Poor, it used to be good when it was printed. The online version went down the
toilet when they stopped the print edition.

------
dehrmann
That's a pretty misleading headline, Independent.

> once lockdown restrictions started to be lifted, these figures reversed,
> with happiness levels _increasing back to close to what they were pre-
> pandemic_ , reaching 47 per cent by the end of May.

So the headline's an outright lie; people were less happy after the lockdown
than before. A more accurate headline would be "People happier after lockdown
lifted, but not at pre-lockdown levels."

> researchers found that the number of people declaring themselves as “happy”
> went from 51 per cent just before the UK’s first Covid-19 fatality to 25 per
> cent by the time lockdown began on 23 March.
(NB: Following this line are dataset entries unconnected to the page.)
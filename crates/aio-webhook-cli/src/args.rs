use clap::{Parser, Subcommand};
use std::path::PathBuf;

#[derive(Parser)]
#[command(
    name = "aio-webhook",
    version,
    about = "Verify Adobe I/O Events webhook deliveries (recipient check + RSA-SHA256 signatures)"
)]
pub struct Cli {
    /// Emit logs as JSON lines
    #[arg(long, global = true)]
    pub json_logs: bool,

    #[command(subcommand)]
    pub cmd: Command,
}

#[derive(Subcommand)]
pub enum Command {
    /// Verify a captured webhook delivery
    Verify(VerifyArgs),
}

#[derive(Parser, Debug)]
pub struct VerifyArgs {
    /// Event payload file, exactly as received ("-" for stdin)
    #[arg(long, short = 'p')]
    pub payload: PathBuf,

    /// API key the event must be addressed to
    #[arg(long, env = "AIO_WEBHOOK_API_KEY")]
    pub api_key: String,

    /// Request header as NAME=VALUE or "NAME: VALUE" (repeatable)
    #[arg(long = "header", short = 'H', value_parser = parse_header)]
    pub headers: Vec<(String, String)>,

    /// JSON object of request headers; -H values take precedence
    #[arg(long)]
    pub headers_json: Option<PathBuf>,

    /// Override the public key security domain
    #[arg(long)]
    pub security_domain: Option<String>,

    /// Print a JSON report with per-slot outcomes
    #[arg(long)]
    pub report: bool,
}

/// Parse `NAME=VALUE` or `NAME: VALUE`. Names are kept verbatim.
pub fn parse_header(raw: &str) -> Result<(String, String), String> {
    let split = match (raw.find('='), raw.find(':')) {
        (Some(eq), Some(colon)) => raw.split_at(eq.min(colon)),
        (Some(i), None) | (None, Some(i)) => raw.split_at(i),
        (None, None) => return Err(format!("expected NAME=VALUE, got {:?}", raw)),
    };

    let name = split.0.trim();
    let value = split.1[1..].trim();
    if name.is_empty() {
        return Err(format!("empty header name in {:?}", raw));
    }

    Ok((name.to_string(), value.to_string()))
}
Sounds like lockdown made the nation 50% less happy.

> “Mental health concerns are often cited as a reason to avoid lockdown.

> “In fact, when combined with employment and income support, lockdown may be
> the single most effective action a government can take during a pandemic to
> maintain psychological welfare.”

Not sure how you'd reach that conclusion with those numbers.

------
LatteLazy
I like not commuting.

I like not dressing up.

I like cooking my lunch.

I like spending time with my housemates.

It has been more stressful starting a new job remotely.

Id like lockdown to be lifted completely so I can go swimming, to the gym and
to the occasional mass gathering (pubs already partially reopened here).

There might be longer term issues around people socialising if they don't
actually meet work colleagues.

It confuses me that people don't like the new regime...

------
gridlockd
Literally fake news.